Мы въехали в улицу, развернулись у двора, и разведчик погнал коней обратно — он торопился, — а я пошел к дому. Никого из моих ребят во дворе не было, хозяева же, едва только завидели меня, скрылись в коровнике и там быстро шептались. Несколько раз оттуда выглядывали их взволнованные лица. Что-то в мое отсутствие произошло.
Я сел на лавку, вытянув ногу, которую больно было сгибать, хотел закурить. Но на мне были синие галифе Яковенко, а я забыл переложить в них свою зажигалку. Хозяин уже шел сюда. Я намочил палец и стал слюнявить сцарапанный на боку ремень.
Хозяин был еще приветливей, чем всегда. Увидев в руках моих сигарету, сразу же, но без торопливости, как доброму знакомому, поднес огонь прикурить. После этого тоже сел на лавочку — мужчина с мужчиной.
Еще прикуривая, я заметил одним глазом, как пробежала в свинарник хозяйка. Лицо у нее было гневное и вместе с тем испуганное, как бы готовое к унижению. Хозяин ничего этого не замечал. Он курил трубку, и солнце освещало нас обоих на лавочке под окном. А тем временем к нам шел его сын с записной книжкой и карандашом в руках. Он остановился передо мной, держа раскрытую книжку перед глазами, словно собираясь петь, прокашлялся. Я смотрел на него снизу. Когда он заговорил, плечи его опустились, шея от волнения вытянулась. Он говорил быстро, до меня доходил только смысл отдельных немецких слов. Но он настойчиво повторял снова и снова, и я разобрал наконец. Оказывается, в мое отсутствие кто-то из разведчиков застрелил свинью.
— Эршос, эршос! — повторял он, показывая, как это было сделано.

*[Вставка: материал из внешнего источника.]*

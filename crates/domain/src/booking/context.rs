//! Caller-supplied booking context and its validated form.

use serde::{Deserialize, Serialize};
use serde_json::Value;

use super::value_objects::{Amount, DateRange, EmailAddress, PhoneNumber, Rounding, SubjectId};
use crate::error::{FieldProblem, ProblemKind, ValidationError};

/// Record kind used when the caller does not name one.
pub const DEFAULT_RECORD_KIND: &str = "travel";

/// Identity and contact details of the requester, as supplied by the caller.
#[derive(Debug, Clone, Default, PartialEq, Serialize, Deserialize)]
pub struct RequesterInput {
    /// Numeric identifier, as a JSON number or a numeric string.
    pub id: Option<Value>,
    pub email: Option<String>,
    pub phone: Option<String>,
}

/// The record being confirmed, as supplied by the caller.
///
/// Amounts are kept as raw JSON so that both numbers and numeric strings
/// can be accepted and reported precisely when malformed.
#[derive(Debug, Clone, Default, PartialEq, Serialize, Deserialize)]
pub struct RecordInput {
    pub kind: Option<String>,
    pub start_date: Option<String>,
    pub end_date: Option<String>,
    pub coverage_amount: Option<Value>,
    pub premium: Option<Value>,
    pub quantity: Option<Value>,
    pub destination: Option<String>,
}

/// Everything the confirmation saga needs, before validation.
#[derive(Debug, Clone, Default, PartialEq, Serialize, Deserialize)]
pub struct BookingContext {
    #[serde(default)]
    pub requester: RequesterInput,
    #[serde(default)]
    pub record: RecordInput,
    /// Caller-chosen key forwarded to the record service for deduplication.
    pub idempotency_key: Option<String>,
}

/// A validated booking, ready to be confirmed.
#[derive(Debug, Clone, PartialEq, Eq)]
pub struct Booking {
    pub subject_id: SubjectId,
    pub email: EmailAddress,
    pub phone: PhoneNumber,
    pub kind: String,
    pub period: DateRange,
    pub coverage_amount: Amount,
    pub premium: Amount,
    pub quantity: u32,
    pub destination: Option<String>,
    pub idempotency_key: Option<String>,
}

/// Summary fields shared by the email and SMS notification payloads.
#[derive(Debug, Clone, PartialEq, Eq, Serialize)]
#[serde(rename_all = "camelCase")]
pub struct NotificationSummary {
    pub user_id: u64,
    pub policy_type: String,
    pub start_date: String,
    pub end_date: String,
    pub coverage_amount: u64,
    pub premium: u64,
    #[serde(skip_serializing_if = "Option::is_none")]
    pub destination: Option<String>,
}

impl BookingContext {
    /// Validates the context, collecting every problem found.
    pub fn validate(&self) -> Result<Booking, ValidationError> {
        let mut problems = Vec::new();
        let requester = &self.requester;
        let record = &self.record;

        let subject_id = check(
            &mut problems,
            "requester.id",
            required_value(&requester.id).and_then(SubjectId::from_json),
        );
        let email = check(
            &mut problems,
            "requester.email",
            required_str(&requester.email).and_then(EmailAddress::parse),
        );
        let phone = check(
            &mut problems,
            "requester.phone",
            required_str(&requester.phone).and_then(PhoneNumber::parse),
        );
        let start = check(
            &mut problems,
            "record.start_date",
            required_str(&record.start_date).and_then(DateRange::parse_date),
        );
        let end = check(
            &mut problems,
            "record.end_date",
            required_str(&record.end_date).and_then(DateRange::parse_date),
        );
        let coverage_amount = check(
            &mut problems,
            "record.coverage_amount",
            required_value(&record.coverage_amount)
                .and_then(|v| Amount::parse(v, Rounding::Exact)),
        );
        let premium = check(
            &mut problems,
            "record.premium",
            required_value(&record.premium).and_then(|v| Amount::parse(v, Rounding::Nearest)),
        );
        let quantity = check(
            &mut problems,
            "record.quantity",
            parse_quantity(record.quantity.as_ref()),
        );

        let period = match (start, end) {
            (Some(start), Some(end)) => {
                let range = DateRange::new(start, end);
                if range.is_none() {
                    problems.push(FieldProblem::new(
                        "record.end_date",
                        ProblemKind::Invalid("must not be before the start date".to_string()),
                    ));
                }
                range
            }
            _ => None,
        };

        match (
            subject_id,
            email,
            phone,
            period,
            coverage_amount,
            premium,
            quantity,
        ) {
            (
                Some(subject_id),
                Some(email),
                Some(phone),
                Some(period),
                Some(coverage_amount),
                Some(premium),
                Some(quantity),
            ) if problems.is_empty() => Ok(Booking {
                subject_id,
                email,
                phone,
                kind: non_blank(&record.kind)
                    .unwrap_or(DEFAULT_RECORD_KIND)
                    .to_string(),
                period,
                coverage_amount,
                premium,
                quantity,
                destination: non_blank(&record.destination).map(str::to_string),
                idempotency_key: non_blank(&self.idempotency_key).map(str::to_string),
            }),
            _ => Err(ValidationError { problems }),
        }
    }
}

impl Booking {
    /// Returns the summary fields carried by notification payloads.
    pub fn summary(&self) -> NotificationSummary {
        NotificationSummary {
            user_id: self.subject_id.as_u64(),
            policy_type: self.kind.clone(),
            start_date: self.period.start_str(),
            end_date: self.period.end_str(),
            coverage_amount: self.coverage_amount.units(),
            premium: self.premium.units(),
            destination: self.destination.clone(),
        }
    }
}

fn check<T>(
    problems: &mut Vec<FieldProblem>,
    field: &'static str,
    result: Result<T, ProblemKind>,
) -> Option<T> {
    result
        .map_err(|kind| problems.push(FieldProblem::new(field, kind)))
        .ok()
}

fn non_blank(value: &Option<String>) -> Option<&str> {
    value.as_deref().map(str::trim).filter(|s| !s.is_empty())
}

fn required_str(value: &Option<String>) -> Result<&str, ProblemKind> {
    non_blank(value).ok_or(ProblemKind::Missing)
}

fn required_value(value: &Option<Value>) -> Result<&Value, ProblemKind> {
    match value {
        None | Some(Value::Null) => Err(ProblemKind::Missing),
        Some(Value::String(s)) if s.trim().is_empty() => Err(ProblemKind::Missing),
        Some(v) => Ok(v),
    }
}

fn parse_quantity(value: Option<&Value>) -> Result<u32, ProblemKind> {
    let Some(value) = value.filter(|v| !v.is_null()) else {
        return Ok(1);
    };
    let amount = Amount::parse(value, Rounding::Exact)?;
    match u32::try_from(amount.units()) {
        Ok(0) => Err(ProblemKind::Invalid("must be at least 1".to_string())),
        Ok(quantity) => Ok(quantity),
        Err(_) => Err(ProblemKind::Invalid("is too large".to_string())),
    }
}
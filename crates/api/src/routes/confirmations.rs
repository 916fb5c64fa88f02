//! Confirmation endpoints: run the saga for a committed purchase.

use std::convert::Infallible;
use std::sync::Arc;
use std::time::Duration;

use axum::Json;
use axum::extract::State;
use axum::extract::rejection::JsonRejection;
use axum::response::sse::{Event, KeepAlive, Sse};
use domain::BookingContext;
use futures_util::Stream;
use saga::{
    CallerContext, CompletionScheduler, FollowUp, OverallStatus, SagaCoordinator, SagaProgress,
    SagaReport, SagaState, StepOutcome, StepTransport,
};
use serde::Serialize;
use tokio::sync::mpsc;

use crate::error::ApiError;

/// Shared application state accessible from all handlers.
pub struct AppState<T: StepTransport> {
    pub coordinator: SagaCoordinator<T>,
    pub scheduler: CompletionScheduler,
    pub keep_alive: Duration,
}

// -- Response types --

#[derive(Debug, Serialize)]
pub struct ConfirmationResponse {
    pub run_id: String,
    pub status: OverallStatus,
    pub message: String,
    pub record_id: Option<String>,
    pub document_url: Option<String>,
    pub steps: Vec<StepOutcome>,
    pub follow_up: Option<FollowUp>,
}

impl ConfirmationResponse {
    fn new(report: &SagaReport, follow_up: Option<FollowUp>) -> Self {
        Self {
            run_id: report.run_id().to_string(),
            status: report.status(),
            message: report.message(),
            record_id: report.record_id().map(|id| id.to_string()),
            document_url: report.document_url().map(str::to_string),
            steps: report.outcomes().to_vec(),
            follow_up,
        }
    }
}

/// Payload of a `progress` event.
#[derive(Serialize)]
struct ProgressFrame<'a> {
    #[serde(flatten)]
    progress: &'a SagaProgress,
    state: SagaState,
    line: String,
}

impl<'a> ProgressFrame<'a> {
    fn new(progress: &'a SagaProgress) -> Self {
        Self {
            progress,
            state: progress.state(),
            line: progress.status_line(),
        }
    }
}

// -- Handlers --

/// POST /confirmations: runs the saga to completion and returns its report.
///
/// A run that ends in `Error` is still a 200; the report carries the failure.
#[tracing::instrument(skip_all)]
pub async fn confirm<T: StepTransport + 'static>(
    State(state): State<Arc<AppState<T>>>,
    payload: Result<Json<BookingContext>, JsonRejection>,
) -> Result<Json<ConfirmationResponse>, ApiError> {
    let Json(booking) = payload?;
    metrics::counter!("confirmation_requests_total", "mode" => "sync").increment(1);

    // Dropping the handler future (client went away) tears the run down.
    let caller = CallerContext::new();
    let _guard = caller.drop_guard();

    let report = state
        .coordinator
        .run(&booking, &caller)
        .await
        .ok_or(ApiError::Abandoned)?;
    let follow_up = state.scheduler.plan(&report);

    Ok(Json(ConfirmationResponse::new(&report, follow_up)))
}

/// POST /confirmations/stream: runs the saga and streams progress as SSE.
///
/// Emits `progress` events while the run is going, one `report` event, and
/// a `follow_up` event once its delay has passed. Disconnecting tears the
/// run down, after which nothing else is emitted.
#[tracing::instrument(skip_all)]
pub async fn confirm_stream<T: StepTransport + 'static>(
    State(state): State<Arc<AppState<T>>>,
    payload: Result<Json<BookingContext>, JsonRejection>,
) -> Result<Sse<impl Stream<Item = Result<Event, Infallible>>>, ApiError> {
    let Json(booking) = payload?;
    metrics::counter!("confirmation_requests_total", "mode" => "stream").increment(1);

    let (caller, progress) = CallerContext::with_progress();
    let guard = caller.drop_guard();
    let (tx, rx) = mpsc::unbounded_channel();
    let keep_alive = state.keep_alive;

    tokio::spawn(stream_run(state, booking, caller, progress, tx));

    // The guard lives as long as the response body does.
    let events = futures_util::stream::unfold((rx, guard), |(mut rx, guard)| async move {
        rx.recv().await.map(|event| (Ok(event), (rx, guard)))
    });

    Ok(Sse::new(events).keep_alive(KeepAlive::new().interval(keep_alive)))
}

async fn stream_run<T: StepTransport + 'static>(
    state: Arc<AppState<T>>,
    booking: BookingContext,
    caller: CallerContext,
    mut progress: mpsc::UnboundedReceiver<SagaProgress>,
    tx: mpsc::UnboundedSender<Event>,
) {
    let run = state.coordinator.run(&booking, &caller);
    tokio::pin!(run);

    let report = loop {
        tokio::select! {
            biased;
            Some(event) = progress.recv() => {
                let _ = tx.send(sse_event("progress", &ProgressFrame::new(&event)));
            }
            report = &mut run => break report,
        }
    };
    while let Ok(event) = progress.try_recv() {
        let _ = tx.send(sse_event("progress", &ProgressFrame::new(&event)));
    }

    let Some(report) = report else {
        tracing::debug!("client disconnected before the run finished");
        return;
    };

    let follow_up = state.scheduler.plan(&report);
    let _ = tx.send(sse_event(
        "report",
        &ConfirmationResponse::new(&report, follow_up),
    ));

    let scheduled = state.scheduler.schedule(&report, &caller, move |follow_up| async move {
        let _ = tx.send(sse_event("follow_up", &follow_up));
    });
    if let Some(scheduled) = scheduled {
        scheduled.fired().await;
    }
}

fn sse_event<S: Serialize>(name: &str, data: &S) -> Event {
    Event::default()
        .event(name)
        .json_data(data)
        .unwrap_or_else(|error| {
            tracing::warn!(%error, event = name, "failed to encode SSE payload");
            Event::default().event(name).data("{}")
        })
}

Через двор, блестя новой кожаной курткой, прошел враскачку Маргослин. На разведку вышел, а потому держался независимо. Мальчишка не видел его. С пятнами волнения на лице он говорил:
— Это была хорошая свинья. Она имела тридцать килограммов веса и еще могла расти. Но это уже были тридцать килограммов полноценного свиного мяса. И каждый килограмм стоит…
Он уже несколько раз сказал «костен». С детства я помнил это немецкое слово. Тогда я знал стишок: «Гутен таг, фрау Майер! Вас костен ди айер? Ахт пфенниг. Ахт пфенниг? Дас ист цу тоер!..»

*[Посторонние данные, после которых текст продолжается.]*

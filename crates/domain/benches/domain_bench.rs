use criterion::{Criterion, criterion_group, criterion_main};
use domain::BookingContext;
use serde_json::json;

fn valid_context() -> BookingContext {
    serde_json::from_value(json!({
        "requester": {"id": "42", "email": "ana@example.com", "phone": "+1 555 123 4567"},
        "record": {
            "start_date": "2025-01-05",
            "end_date": "2025-01-12",
            "coverage_amount": 50000,
            "premium": 49.6
        }
    }))
    .unwrap()
}

fn bench_validate_valid(c: &mut Criterion) {
    let ctx = valid_context();
    c.bench_function("domain/validate_valid", |b| {
        b.iter(|| ctx.validate().unwrap());
    });
}

fn bench_validate_invalid(c: &mut Criterion) {
    let ctx = BookingContext::default();
    c.bench_function("domain/validate_empty", |b| {
        b.iter(|| ctx.validate().unwrap_err());
    });
}

criterion_group!(benches, bench_validate_valid, bench_validate_invalid);
criterion_main!(benches);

В эту войну был эсэсовский генерал Майер, палач и садист.
Подтянув ноги под лавку, упираясь в нее по сторонам тела ладонями, хозяин слегка покачивался. Костлявые плечи его поднялись, голова ушла в них. За все время он не сказал ни слова, он слушал и с закрытыми глазами кивал дымившейся трубкой. Я почему-то глянул на его рабочие руки. В их морщины и вокруг больших ногтей въелось что-то черное. Земля? А быть может, пепел?
Немец кивал дымящейся трубкой, а сын его при мне подсчитывал заново то, что уже было ими подсчитано всей семьей. Я должен был убедиться и сам увидеть, что меня здесь не обманывают, что за хорошее свиное мясо с меня возьмут по умеренной цене. У него побледнел нос, и движения рук были торопливые. Близко поднеся записную книжку к глазам, он прочел фамилию того, кто застрелил свинью: «Зольдат Макарýшка». И посмотрел на меня. Я не сразу понял, что это, выговоренное с трудностями, чужое на слух «зольдат Макарушка» и есть Макарушка, самый молодой из моих разведчиков.

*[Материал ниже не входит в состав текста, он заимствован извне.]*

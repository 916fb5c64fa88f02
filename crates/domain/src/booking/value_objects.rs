//! Value objects for the booking domain.
//!
//! Each type can only be constructed through a parser that enforces its
//! invariant, so a `Booking` built from them is well-formed by construction.

use chrono::NaiveDate;
use serde::Serialize;
use serde_json::Value;

use crate::error::ProblemKind;

/// Identifier of the requester on whose behalf the record is confirmed.
#[derive(Debug, Clone, Copy, PartialEq, Eq, Hash, Serialize)]
#[serde(transparent)]
pub struct SubjectId(u64);

impl SubjectId {
    /// Parses a subject ID from a decimal string.
    pub fn parse(raw: &str) -> Result<Self, ProblemKind> {
        raw.trim()
            .parse::<u64>()
            .map(Self)
            .map_err(|_| ProblemKind::Invalid("must be a non-negative integer".to_string()))
    }

    /// Parses a subject ID from a JSON number or numeric string.
    pub fn from_json(value: &Value) -> Result<Self, ProblemKind> {
        match value {
            Value::String(s) => Self::parse(s),
            Value::Number(n) => n.as_u64().map(Self).ok_or_else(|| {
                ProblemKind::Invalid("must be a non-negative integer".to_string())
            }),
            _ => Err(ProblemKind::Invalid("must be a number".to_string())),
        }
    }

    /// Returns the underlying integer.
    pub fn as_u64(&self) -> u64 {
        self.0
    }
}

impl std::fmt::Display for SubjectId {
    fn fmt(&self, f: &mut std::fmt::Formatter<'_>) -> std::fmt::Result {
        write!(f, "{}", self.0)
    }
}

/// A syntactically valid email address.
#[derive(Debug, Clone, PartialEq, Eq, Hash, Serialize)]
#[serde(transparent)]
pub struct EmailAddress(String);

impl EmailAddress {
    /// Parses an email address.
    ///
    /// Requires exactly one `@`, a non-empty local part, and a domain with
    /// a dot that neither starts nor ends the domain.
    pub fn parse(raw: &str) -> Result<Self, ProblemKind> {
        let raw = raw.trim();
        let invalid = || ProblemKind::Invalid("not a valid email address".to_string());

        if raw.chars().any(char::is_whitespace) {
            return Err(invalid());
        }
        let (local, domain) = raw.split_once('@').ok_or_else(invalid)?;
        if local.is_empty() || domain.contains('@') {
            return Err(invalid());
        }
        if !domain.contains('.') || domain.starts_with('.') || domain.ends_with('.') {
            return Err(invalid());
        }
        Ok(Self(raw.to_string()))
    }

    /// Returns the address as a string slice.
    pub fn as_str(&self) -> &str {
        &self.0
    }
}

impl std::fmt::Display for EmailAddress {
    fn fmt(&self, f: &mut std::fmt::Formatter<'_>) -> std::fmt::Result {
        write!(f, "{}", self.0)
    }
}

/// A phone number suitable for SMS delivery.
#[derive(Debug, Clone, PartialEq, Eq, Hash, Serialize)]
#[serde(transparent)]
pub struct PhoneNumber(String);

impl PhoneNumber {
    const MIN_DIGITS: usize = 7;
    const MAX_DIGITS: usize = 15;

    /// Parses a phone number.
    ///
    /// Accepts an optional leading `+` followed by digits, spaces, dashes,
    /// and parentheses, with 7 to 15 digits in total. The original spelling
    /// is kept since the SMS service does its own normalization.
    pub fn parse(raw: &str) -> Result<Self, ProblemKind> {
        let raw = raw.trim();
        let body = raw.strip_prefix('+').unwrap_or(raw);

        let allowed = |c: char| c.is_ascii_digit() || matches!(c, ' ' | '-' | '(' | ')');
        if body.is_empty() || !body.chars().all(allowed) {
            return Err(ProblemKind::Invalid(
                "may only contain digits, spaces, dashes, and parentheses".to_string(),
            ));
        }

        let digits = body.chars().filter(char::is_ascii_digit).count();
        if !(Self::MIN_DIGITS..=Self::MAX_DIGITS).contains(&digits) {
            return Err(ProblemKind::Invalid(format!(
                "must have between {} and {} digits",
                Self::MIN_DIGITS,
                Self::MAX_DIGITS
            )));
        }
        Ok(Self(raw.to_string()))
    }

    /// Returns the number as a string slice.
    pub fn as_str(&self) -> &str {
        &self.0
    }
}

impl std::fmt::Display for PhoneNumber {
    fn fmt(&self, f: &mut std::fmt::Formatter<'_>) -> std::fmt::Result {
        write!(f, "{}", self.0)
    }
}

/// Inclusive calendar date range covered by the record.
#[derive(Debug, Clone, Copy, PartialEq, Eq, Hash, Serialize)]
pub struct DateRange {
    start: NaiveDate,
    end: NaiveDate,
}

impl DateRange {
    /// Wire format for dates, both inbound and outbound.
    pub const FORMAT: &'static str = "%Y-%m-%d";

    /// Creates a range, returning `None` when `end` precedes `start`.
    pub fn new(start: NaiveDate, end: NaiveDate) -> Option<Self> {
        (end >= start).then_some(Self { start, end })
    }

    /// Parses a single `YYYY-MM-DD` date.
    pub fn parse_date(raw: &str) -> Result<NaiveDate, ProblemKind> {
        NaiveDate::parse_from_str(raw.trim(), Self::FORMAT)
            .map_err(|_| ProblemKind::Invalid("not a valid YYYY-MM-DD date".to_string()))
    }

    /// Returns the first day of the range.
    pub fn start(&self) -> NaiveDate {
        self.start
    }

    /// Returns the last day of the range.
    pub fn end(&self) -> NaiveDate {
        self.end
    }

    /// Returns the number of days covered, counting both ends.
    pub fn days(&self) -> i64 {
        (self.end - self.start).num_days() + 1
    }

    /// Formats the start date in wire format.
    pub fn start_str(&self) -> String {
        self.start.format(Self::FORMAT).to_string()
    }

    /// Formats the end date in wire format.
    pub fn end_str(&self) -> String {
        self.end.format(Self::FORMAT).to_string()
    }

    /// Formats the range for humans, e.g. `Jan 5, 2025 to Jan 12, 2025`.
    pub fn display(&self) -> String {
        format!(
            "{} to {}",
            self.start.format("%b %-d, %Y"),
            self.end.format("%b %-d, %Y")
        )
    }
}

/// How fractional input is treated when parsing an [`Amount`].
#[derive(Debug, Clone, Copy, PartialEq, Eq)]
pub enum Rounding {
    /// Fractional values are rejected.
    Exact,
    /// Fractional values are rounded to the nearest whole unit.
    Nearest,
}

/// A non-negative whole monetary amount in the record's currency units.
#[derive(Debug, Clone, Copy, PartialEq, Eq, PartialOrd, Ord, Hash, Serialize)]
#[serde(transparent)]
pub struct Amount(u64);

impl Amount {
    /// Returns the amount in whole units.
    pub fn units(&self) -> u64 {
        self.0
    }

    /// Parses an amount from a JSON number or a numeric string.
    pub fn parse(value: &Value, rounding: Rounding) -> Result<Self, ProblemKind> {
        let number = match value {
            Value::Number(n) => {
                if let Some(units) = n.as_u64() {
                    return Ok(Self(units));
                }
                n.as_f64()
            }
            Value::String(s) => {
                let s = s.trim();
                if let Ok(units) = s.parse::<u64>() {
                    return Ok(Self(units));
                }
                s.parse::<f64>().ok()
            }
            _ => None,
        };

        let number = number
            .filter(|n| n.is_finite())
            .ok_or_else(|| ProblemKind::Invalid("must be a number".to_string()))?;
        if number < 0.0 {
            return Err(ProblemKind::Invalid("must not be negative".to_string()));
        }
        if number.fract() != 0.0 && rounding == Rounding::Exact {
            return Err(ProblemKind::Invalid("must be a whole number".to_string()));
        }
        if number.round() > u64::MAX as f64 {
            return Err(ProblemKind::Invalid("is too large".to_string()));
        }
        Ok(Self(number.round() as u64))
    }
}

impl std::fmt::Display for Amount {
    fn fmt(&self, f: &mut std::fmt::Formatter<'_>) -> std::fmt::Result {
        write!(f, "{}", self.0)
    }
}

#[cfg(test)]
mod tests {
    use super::*;
    use serde_json::json;

    fn date(y: i32, m: u32, d: u32) -> NaiveDate {
        NaiveDate::from_ymd_opt(y, m, d).unwrap()
    }

    #[test]
    fn test_subject_id_parse() {
        assert_eq!(SubjectId::parse(" 42 ").unwrap().as_u64(), 42);
        assert!(SubjectId::parse("-1").is_err());
        assert!(SubjectId::parse("abc").is_err());
    }

    #[test]
    fn test_email_parse() {
        assert!(EmailAddress::parse("ana@example.com").is_ok());
        assert!(EmailAddress::parse("ana@example").is_err());
        assert!(EmailAddress::parse("@example.com").is_err());
        assert!(EmailAddress::parse("ana@@example.com").is_err());
        assert!(EmailAddress::parse("ana @example.com").is_err());
        assert!(EmailAddress::parse("ana@.com").is_err());
    }

    #[test]
    fn test_phone_parse() {
        assert!(PhoneNumber::parse("+1 (555) 123-4567").is_ok());
        assert!(PhoneNumber::parse("9876543210").is_ok());
        assert!(PhoneNumber::parse("12345").is_err());
        assert!(PhoneNumber::parse("555-CALL-NOW").is_err());
        assert!(PhoneNumber::parse("+").is_err());
    }

    #[test]
    fn test_date_range_rejects_inverted_range() {
        assert!(DateRange::new(date(2025, 1, 10), date(2025, 1, 5)).is_none());
        let single = DateRange::new(date(2025, 1, 5), date(2025, 1, 5)).unwrap();
        assert_eq!(single.days(), 1);
    }

    #[test]
    fn test_date_range_from_wire_dates_keeps_order() {
        let late = DateRange::parse_date("2025-01-12").unwrap();
        let early = DateRange::parse_date("2025-01-05").unwrap();
        assert!(DateRange::new(late, early).is_none());

        let range = DateRange::new(early, late).unwrap();
        assert_eq!(
            serde_json::to_value(range).unwrap(),
            json!({"start": "2025-01-05", "end": "2025-01-12"})
        );
    }

    #[test]
    fn test_date_parse_rejects_impossible_dates() {
        assert!(DateRange::parse_date("2025-02-30").is_err());
        assert!(DateRange::parse_date("05/01/2025").is_err());
        assert_eq!(DateRange::parse_date("2024-02-29").unwrap(), date(2024, 2, 29));
    }

    #[test]
    fn test_date_range_display() {
        let range = DateRange::new(date(2025, 1, 5), date(2025, 1, 12)).unwrap();
        assert_eq!(range.display(), "Jan 5, 2025 to Jan 12, 2025");
        assert_eq!(range.start_str(), "2025-01-05");
        assert_eq!(range.end_str(), "2025-01-12");
    }

    #[test]
    fn test_amount_parse_exact() {
        assert_eq!(Amount::parse(&json!(5000), Rounding::Exact).unwrap().units(), 5000);
        assert_eq!(Amount::parse(&json!("750"), Rounding::Exact).unwrap().units(), 750);
        assert_eq!(Amount::parse(&json!(12.0), Rounding::Exact).unwrap().units(), 12);
        assert!(Amount::parse(&json!(12.5), Rounding::Exact).is_err());
        assert!(Amount::parse(&json!(-3), Rounding::Exact).is_err());
        assert!(Amount::parse(&json!("lots"), Rounding::Exact).is_err());
        assert!(Amount::parse(&json!(true), Rounding::Exact).is_err());
    }

    #[test]
    fn test_amount_parse_rounds_to_nearest() {
        assert_eq!(Amount::parse(&json!(49.5), Rounding::Nearest).unwrap().units(), 50);
        assert_eq!(Amount::parse(&json!("49.4"), Rounding::Nearest).unwrap().units(), 49);
        assert!(Amount::parse(&json!(-0.5), Rounding::Nearest).is_err());
    }
}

Он пришел к нам в освобожденном украинском селе, ко мне, первому встреченному им начальнику. Босой, одичавший и — по глазам было видно — очень голодный, он просил, чтобы мы взяли его с собой на фронт. В селе этом его никто не знал, он появился здесь весной, когда еще не сошел снег, и был тоже бос, а сквозь рваные штаны виднелись синие от холода колени. Женщины считали его придурковатым, жалея, изредка кормили его. По той же самой причине, что укрепилась за ним слава блаженного, он не был угнан в Германию.
Он сразу привык к разведчикам, но долго еще, рассказывая что-либо, называл нас «русские», как называли нашу армию немцы, а от них — жители оккупированных областей. Был он тихий, безобидный и теперь, когда отъелся, очень сильный физически. Не помню уже, кто первый окрестил его Макарушкой, но имя это удивительно подошло к нему, здоровому, кроткому парню, и все так звали его, а настоящего имени его никто не помнил. Однажды, когда мы вдвоем сидели на наблюдательном пункте, он рассказал мне о себе. Он был из партизанской деревни. Почти все мужчины и отец его ушли в лес, но немцы почему-то долго не трогали семьи, не мстили. Потом в одну ночь была устроена облава. Жителей согнали в школу, забили двери и здание подожгли. Тех, кто пытался выскочить из огня, расстреливали в окнах. Там, в огне, погибла его мать. И все же, как ни внезапна была облава, многие матери успели спрятать детей. И спряталась часть жителей. Их разыскивали после по погребам, по подвалам. Ночью вели их на расстрел. Макарушка нес на руках двухлетнюю сестренку. У оврага всех выстроили. Одного Макарушка не мог простить себе: что в этот последний момент держал сестренку на руках.
— Мне б ее на землю поставить. Маленькая, затерялась бы в ногах, может, не заметили бы. Ночь ведь. А она испугалась вся, держится за меня, не оторвать. Ноготочки у нее были, так впились вот сюда мне. — Он показал себе на шею. И я подумал тогда: сколько ни проживет он на свете, всегда будет он ощущать эти впившиеся в него ноготки двухлетней девочки, всем крошечным телом почувствовавшей смерть.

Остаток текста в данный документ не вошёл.